Santoni n'était, en réalité, pas réellement motivé à l'idée de remonter à Paris. Après tout, c'est lui qui avait eu pour projet de s'en éloigner, inquiet pour sa propre sécurité dans une pègre qui n'appréciait plus trop qu'il vienne fourrer son nez dans leur affaires - ainsi que, tout comme moi, le danger omniprésent de l'Epaggelia. Difficile pour lui de dire lesquels des membres de son propre réseau y étaient affiliés, après tout. Si toutes nos supposition étaient correctes, alors l'organisation devait être encore plus tentaculaire qu'elle ne l'avait été lors de notre premier combat contre elle, pour être ainsi passée sous le radar. Il avait, au premier abord, accepté de me déposer à Lyon, où nous nous serions séparés, lui descendant vers le sud, le temps que les choses se tassent dans la capitale, tandis que j'y serai remontée en train. Mais il décida finalement que m'accompagner lui allait.
-Pour une raison que j'ignore, le syndicat semble bien trop s'impliquer dans l'affaire suomen. S'était-il justifié. En t'accompagnant et en farfouillant discrètement, je vais peut être réussir à dégotter quelques secrets mal camouflés.

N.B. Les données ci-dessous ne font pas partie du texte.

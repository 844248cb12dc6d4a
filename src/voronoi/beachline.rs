use glam::DVec2;

use super::{
    edge::{intersect, SupportLine, VoronoiEdge},
    event_queue::EventId,
};
use crate::{
    geometry::{focus_on_directrix, Parabola},
    Result, VoronoiError,
};

/// Handle of a node in the [`Beachline`] arena. Handles are never reused.
#[derive(Clone, Copy, Debug, PartialEq, Eq, Hash)]
pub(super) struct NodeId(usize);

#[derive(Clone, Copy, Debug)]
enum NodeKind {
    /// A parabolic arc of the site with the given index, with its pending
    /// circle event (if any).
    Arc {
        site: usize,
        circle: Option<EventId>,
    },
    /// A breakpoint tracing out the edge with the given index.
    Edge { edge: usize },
}

#[derive(Clone, Debug)]
struct Node {
    kind: NodeKind,
    prev: Option<NodeId>,
    next: Option<NodeId>,
}

/// The result of [`Beachline::remove_arc`].
#[derive(Clone, Copy, Debug)]
pub(super) struct ArcRemoval {
    /// The arcs that became neighbours.
    pub left: NodeId,
    pub right: NodeId,
    /// The Voronoi vertex where the arc vanished.
    pub vertex: DVec2,
    /// The two edges terminated at `vertex`.
    pub closed: [usize; 2],
}

/// The beachline: an alternating sequence of arcs and breakpoints (edges),
/// stored as a doubly linked list in an arena.
///
/// The sequence always starts and ends with an arc, and every edge node lies
/// between the arcs of the two sites it separates.
#[derive(Clone, Debug, Default)]
pub(super) struct Beachline {
    nodes: Vec<Node>,
    head: Option<NodeId>,
}

impl Beachline {
    pub fn with_capacity(capacity: usize) -> Self {
        Self {
            nodes: Vec::with_capacity(capacity),
            head: None,
        }
    }

    pub fn is_empty(&self) -> bool {
        self.head.is_none()
    }

    /// Start the beachline with a single arc.
    pub fn init(&mut self, site: usize) -> NodeId {
        debug_assert!(self.is_empty(), "Beachline already initialized!");
        let arc = self.push(NodeKind::Arc { site, circle: None });
        self.head = Some(arc);
        arc
    }

    fn push(&mut self, kind: NodeKind) -> NodeId {
        let id = NodeId(self.nodes.len());
        self.nodes.push(Node {
            kind,
            prev: None,
            next: None,
        });
        id
    }

    fn link(&mut self, left: NodeId, right: Option<NodeId>) {
        self.nodes[left.0].next = right;
        if let Some(right) = right {
            self.nodes[right.0].prev = Some(left);
        }
    }

    fn unlink(&mut self, node: NodeId) {
        self.nodes[node.0].prev = None;
        self.nodes[node.0].next = None;
    }

    fn prev(&self, node: NodeId) -> Option<NodeId> {
        self.nodes[node.0].prev
    }

    fn next(&self, node: NodeId) -> Option<NodeId> {
        self.nodes[node.0].next
    }

    /// The site of an arc node.
    pub fn site(&self, arc: NodeId) -> Result<usize> {
        match self.nodes[arc.0].kind {
            NodeKind::Arc { site, .. } => Ok(site),
            NodeKind::Edge { .. } => Err(VoronoiError::InvariantViolation(
                "expected an arc node, found an edge node",
            )),
        }
    }

    fn edge(&self, node: NodeId) -> Result<usize> {
        match self.nodes[node.0].kind {
            NodeKind::Edge { edge } => Ok(edge),
            NodeKind::Arc { .. } => Err(VoronoiError::InvariantViolation(
                "expected an edge node, found an arc node",
            )),
        }
    }

    /// The edge bounding `arc` on the left, if any.
    pub fn left_edge(&self, arc: NodeId) -> Result<Option<usize>> {
        self.prev(arc).map(|node| self.edge(node)).transpose()
    }

    /// The edge bounding `arc` on the right, if any.
    pub fn right_edge(&self, arc: NodeId) -> Result<Option<usize>> {
        self.next(arc).map(|node| self.edge(node)).transpose()
    }

    /// The pending circle event of `arc`.
    pub fn circle(&self, arc: NodeId) -> Option<EventId> {
        match self.nodes[arc.0].kind {
            NodeKind::Arc { circle, .. } => circle,
            NodeKind::Edge { .. } => None,
        }
    }

    /// Attach a circle event to `arc`, which must not have one already.
    pub fn set_circle(&mut self, arc: NodeId, event: EventId) -> Result<()> {
        match &mut self.nodes[arc.0].kind {
            NodeKind::Arc {
                circle: circle @ None,
                ..
            } => {
                *circle = Some(event);
                Ok(())
            }
            NodeKind::Arc { .. } => Err(VoronoiError::InvariantViolation(
                "arc already has a pending circle event",
            )),
            NodeKind::Edge { .. } => Err(VoronoiError::InvariantViolation(
                "circle events can only be attached to arcs",
            )),
        }
    }

    /// Detach and return the pending circle event of `arc`.
    pub fn take_circle(&mut self, arc: NodeId) -> Option<EventId> {
        match &mut self.nodes[arc.0].kind {
            NodeKind::Arc { circle, .. } => circle.take(),
            NodeKind::Edge { .. } => None,
        }
    }

    /// Find the arc directly above `x`, for a sweep line at height `sweep_y`.
    ///
    /// Walks the beachline from left to right and returns the first arc whose
    /// right breakpoint lies to the right of `x`, or the last arc.
    pub fn locate_arc_above(
        &self,
        x: f64,
        sweep_y: f64,
        sites: &[DVec2],
        edges: &[VoronoiEdge],
        tolerance: f64,
    ) -> Result<NodeId> {
        let mut arc = self
            .head
            .ok_or(VoronoiError::InvariantViolation("empty beachline"))?;
        while let Some(edge_node) = self.next(arc) {
            let edge = &edges[self.edge(edge_node)?];
            let focus = sites[self.site(arc)?];
            if x < breakpoint_x(focus, edge, sweep_y, tolerance)? {
                return Ok(arc);
            }
            arc = self
                .next(edge_node)
                .ok_or(VoronoiError::InvariantViolation("beachline ends in an edge"))?;
        }
        Ok(arc)
    }

    /// Split `arc` by the arc of the new site `site`, whose event is being
    /// processed at `sweep_y`.
    ///
    /// The two new edges start at the point of `arc` directly above `site`
    /// and grow in opposite directions. The existing node becomes the left
    /// copy of the split arc and a fresh node the right copy; both are
    /// returned.
    ///
    /// If `arc` itself still lies on the sweep line (sites sharing the
    /// topmost y-coordinate), the new arc is placed beside it, separated by a
    /// single vertical edge.
    pub fn split_arc(
        &mut self,
        arc: NodeId,
        site: usize,
        sweep_y: f64,
        sites: &[DVec2],
        edges: &mut Vec<VoronoiEdge>,
        tolerance: f64,
    ) -> Result<[NodeId; 2]> {
        if self.circle(arc).is_some() {
            return Err(VoronoiError::InvariantViolation(
                "splitting an arc with a pending circle event",
            ));
        }
        let arc_site = self.site(arc)?;
        let focus = sites[arc_site];
        if focus_on_directrix(focus, sweep_y, tolerance) {
            return self.insert_beside(arc, site, sites, edges);
        }

        let new_site = sites[site];
        let parabola = Parabola::from_focus_directrix(focus, sweep_y, tolerance)?;
        let start = DVec2::new(new_site.x, parabola.y_at(new_site.x));

        let left_edge = edges.len();
        let right_edge = left_edge + 1;
        edges.push(VoronoiEdge::bisector(start, arc_site, site, sites));
        edges.push(VoronoiEdge::bisector(start, site, arc_site, sites));
        edges[left_edge].set_adjacent(Some(right_edge));
        edges[right_edge].set_adjacent(Some(left_edge));

        let next = self.next(arc);
        let left_node = self.push(NodeKind::Edge { edge: left_edge });
        let middle = self.push(NodeKind::Arc { site, circle: None });
        let right_node = self.push(NodeKind::Edge { edge: right_edge });
        let right_copy = self.push(NodeKind::Arc {
            site: arc_site,
            circle: None,
        });
        self.link(right_copy, next);
        self.link(right_node, Some(right_copy));
        self.link(middle, Some(right_node));
        self.link(left_node, Some(middle));
        self.link(arc, Some(left_node));

        Ok([arc, right_copy])
    }

    /// Place the arc of `site` next to `arc`, whose site lies on the sweep
    /// line as well. Only possible at either end of the beachline.
    fn insert_beside(
        &mut self,
        arc: NodeId,
        site: usize,
        sites: &[DVec2],
        edges: &mut Vec<VoronoiEdge>,
    ) -> Result<[NodeId; 2]> {
        let arc_site = self.site(arc)?;
        let (focus, new_site) = (sites[arc_site], sites[site]);
        let (left, right) = if new_site.x < focus.x && self.prev(arc).is_none() {
            (site, arc_site)
        } else if new_site.x > focus.x && self.next(arc).is_none() {
            (arc_site, site)
        } else {
            return Err(VoronoiError::DegenerateInput {
                site,
                reason: "site lies on the sweep line next to an inner arc",
            });
        };

        // The bisector of two sites on the sweep line is vertical and reaches
        // up to infinity.
        let start = DVec2::new(0.5 * (focus.x + new_site.x), f64::INFINITY);
        let edge = edges.len();
        edges.push(VoronoiEdge::bisector(start, left, right, sites));

        let new_arc = self.push(NodeKind::Arc { site, circle: None });
        let edge_node = self.push(NodeKind::Edge { edge });
        if left == site {
            self.link(new_arc, Some(edge_node));
            self.link(edge_node, Some(arc));
            self.head = Some(new_arc);
        } else {
            self.link(arc, Some(edge_node));
            self.link(edge_node, Some(new_arc));
        }

        Ok([arc, new_arc])
    }

    /// Remove a vanishing arc from the beachline.
    ///
    /// Its two bounding edges are terminated at their intersection (the
    /// Voronoi vertex) and replaced by a single new edge between the arcs
    /// that become neighbours. The caller is responsible for the circle
    /// events of those arcs.
    pub fn remove_arc(
        &mut self,
        arc: NodeId,
        sites: &[DVec2],
        edges: &mut Vec<VoronoiEdge>,
        tolerance: f64,
    ) -> Result<ArcRemoval> {
        let missing = VoronoiError::InvariantViolation("vanishing arc is not bounded by two edges");
        let left_node = self.prev(arc).ok_or(missing.clone())?;
        let right_node = self.next(arc).ok_or(missing.clone())?;
        let left = self.prev(left_node).ok_or(missing.clone())?;
        let right = self.next(right_node).ok_or(missing)?;
        let (left_edge, right_edge) = (self.edge(left_node)?, self.edge(right_node)?);

        let vertex = intersect(&edges[left_edge], &edges[right_edge], tolerance).ok_or(
            VoronoiError::InvariantViolation("edges of a vanishing arc do not converge"),
        )?;
        edges[left_edge].close(vertex)?;
        edges[right_edge].close(vertex)?;

        let edge = edges.len();
        edges.push(VoronoiEdge::bisector(
            vertex,
            self.site(left)?,
            self.site(right)?,
            sites,
        ));
        let edge_node = self.push(NodeKind::Edge { edge });
        self.link(left, Some(edge_node));
        self.link(edge_node, Some(right));

        self.take_circle(arc);
        for node in [left_node, arc, right_node] {
            self.unlink(node);
        }

        Ok(ArcRemoval {
            left,
            right,
            vertex,
            closed: [left_edge, right_edge],
        })
    }

    /// Iterate over the arcs from left to right.
    #[cfg(test)]
    pub fn arcs(&self) -> impl Iterator<Item = NodeId> + '_ {
        let mut node = self.head;
        std::iter::from_fn(move || {
            let current = node?;
            node = self.next(current).and_then(|edge| self.next(edge));
            Some(current)
        })
    }

    /// Check the structure of the beachline: consistent links, strict
    /// alternation of arcs and edges, and edges lying between the arcs of
    /// their own sites.
    #[cfg(test)]
    pub fn check_links(&self, edges: &[VoronoiEdge]) -> Result<()> {
        let broken = VoronoiError::InvariantViolation("broken beachline");
        let Some(head) = self.head else {
            return Ok(());
        };
        if self.prev(head).is_some() {
            return Err(broken);
        }
        let mut arc = head;
        while let Some(edge_node) = self.next(arc) {
            let next_arc = self.next(edge_node).ok_or(broken.clone())?;
            if self.prev(edge_node) != Some(arc) || self.prev(next_arc) != Some(edge_node) {
                return Err(broken);
            }
            let edge = &edges[self.edge(edge_node)?];
            if edge.left_site() != self.site(arc)? || edge.right_site() != self.site(next_arc)? {
                return Err(broken);
            }
            arc = next_arc;
        }
        self.site(arc).map(|_| ())
    }
}

/// The x-coordinate of the breakpoint between the arc of `focus` and the
/// arc to its right, separated by `edge`.
fn breakpoint_x(focus: DVec2, edge: &VoronoiEdge, sweep_y: f64, tolerance: f64) -> Result<f64> {
    let (slope, intercept) = match edge.line() {
        SupportLine::Vertical { x } => return Ok(x),
        SupportLine::Sloped { slope, intercept } => (slope, intercept),
    };
    // The arc is still a vertical ray through its site.
    if focus_on_directrix(focus, sweep_y, tolerance) {
        return Ok(focus.x);
    }
    let parabola = Parabola::from_focus_directrix(focus, sweep_y, tolerance)?;
    let (min, max) = parabola.intersect_line(slope, intercept);
    Ok(if edge.direction().x < 0. { min } else { max })
}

-Ou alors tu t'inquiètes plus que tu ne l'admets à mon sujet. Croassai-je en guise de réponse, la tête posée contre la vitre.
-Je pense que c'est stupide de ta part de croire que parce que tu as passé un mois et demi hors de leur vue, ils vont te laisser en paix. Répondit-il simplement. Ils doivent faire un exemple.
-Mais si ils sont en contact avec les traditionalistes, ils préféreront que ce soit eux qui m'exécutent. Répondis-je simplement. Je n'ai été visée directement que parce que cela avait échoué. Et je doute que Moh'lag abandonne après si peu.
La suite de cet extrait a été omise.